Suicidal ideation in an older U.S. Chinese population

XinQi Dong, Ruijia Chen, Esther Wong, Melissa A. Simon

Research output: Contribution to journalArticlepeer-review

26 Scopus citations


Objective: This study examined the prevalence and correlates of suicidal ideation among U.S. Chinese older adults. Method: Guided by the community-participatory research approach, the PINE (Population Study of Chinese Elderly in Chicago) study is a population-based epidemiological study conducted from 2011 to 2013 of 3,159 community-dwelling Chinese adults aged 60 years and above in the Greater Chicago area. Results: The 2-week prevalence of suicidal ideation, 12-month prevalence of suicidal ideation, and lifetime suicidal ideation were 3.5%, 4.8%, and 9.4%, respectively.

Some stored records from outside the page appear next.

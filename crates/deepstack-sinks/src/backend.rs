//! Multi-sink backend

use crate::Sink;
use deepstack_core::{Level, LogRecord, LoggingBackend, SourceLocation, Value};
use parking_lot::Mutex;
use std::io::Write;
use tracing::warn;

/// Backend writing every record to all sinks that accept its level.
///
/// A level is skipped when it is below the backend threshold or when no sink
/// accepts it. A failing sink is reported through `tracing` and does not keep
/// the other sinks from receiving the record.
pub struct SinkBackend {
    level: Level,
    sinks: Vec<Box<dyn Sink>>,
    plain: Mutex<Box<dyn Write + Send>>,
}

impl SinkBackend {
    /// Backend with no sinks yet; plain lines go to stderr
    pub fn new(level: Level) -> Self {
        Self {
            level,
            sinks: Vec::new(),
            plain: Mutex::new(Box::new(std::io::stderr())),
        }
    }

    pub fn with_sink(mut self, sink: impl Sink + 'static) -> Self {
        self.sinks.push(Box::new(sink));
        self
    }

    /// Destination of plain lines such as full stack traces
    pub fn with_plain_writer(mut self, writer: impl Write + Send + 'static) -> Self {
        self.plain = Mutex::new(Box::new(writer));
        self
    }

    pub fn level(&self) -> Level {
        self.level
    }

    pub fn sink_names(&self) -> Vec<&'static str> {
        self.sinks.iter().map(|s| s.name()).collect()
    }

    /// Flush every sink, waiting for background compression to finish
    pub fn flush(&self) {
        for sink in &self.sinks {
            if let Err(e) = sink.flush() {
                warn!(sink = sink.name(), "Failed to flush log sink: {:#}", e);
            }
        }
        let _ = self.plain.lock().flush();
    }
}

impl LoggingBackend for SinkBackend {
    fn should_skip(&self, level: Level) -> bool {
        level < self.level || !self.sinks.iter().any(|s| s.enabled(level))
    }

    fn dispatch(&self, record: LogRecord) {
        for sink in self.sinks.iter().filter(|s| s.enabled(record.level)) {
            if let Err(e) = sink.write(&record) {
                warn!(sink = sink.name(), "Failed to write log record: {:#}", e);
            }
        }
    }

    fn log_warning(&self, message: &str, source: SourceLocation, fields: Vec<(String, Value)>) {
        if self.should_skip(Level::Warn) {
            return;
        }
        let mut record = LogRecord::new(Level::Warn, message).with_source(source);
        record.attributes.extend(fields);
        self.dispatch(record);
    }

    fn print_line(&self, text: &str) {
        let mut plain = self.plain.lock();
        let _ = writeln!(plain, "{}", text.trim_end_matches('\n'));
        let _ = plain.flush();
    }
}

impl std::fmt::Debug for SinkBackend {
    fn fmt(&self, f: &mut std::fmt::Formatter<'_>) -> std::fmt::Result {
        f.debug_struct("SinkBackend")
            .field("level", &self.level)
            .field("sinks", &self.sink_names())
            .finish_non_exhaustive()
    }
}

Age, sex, marital status, education, income, living arrangement, country of origin, years in the United States, overall health status, quality of life, and health changes over the past year were significantly correlated with suicidal ideation. Discussion: Suicidal ideation was common among U.S. Chinese older adults in the Greater Chicago area. Further longitudinal studies should be conducted to explore the risk and protective factors associated with suicidal ideation.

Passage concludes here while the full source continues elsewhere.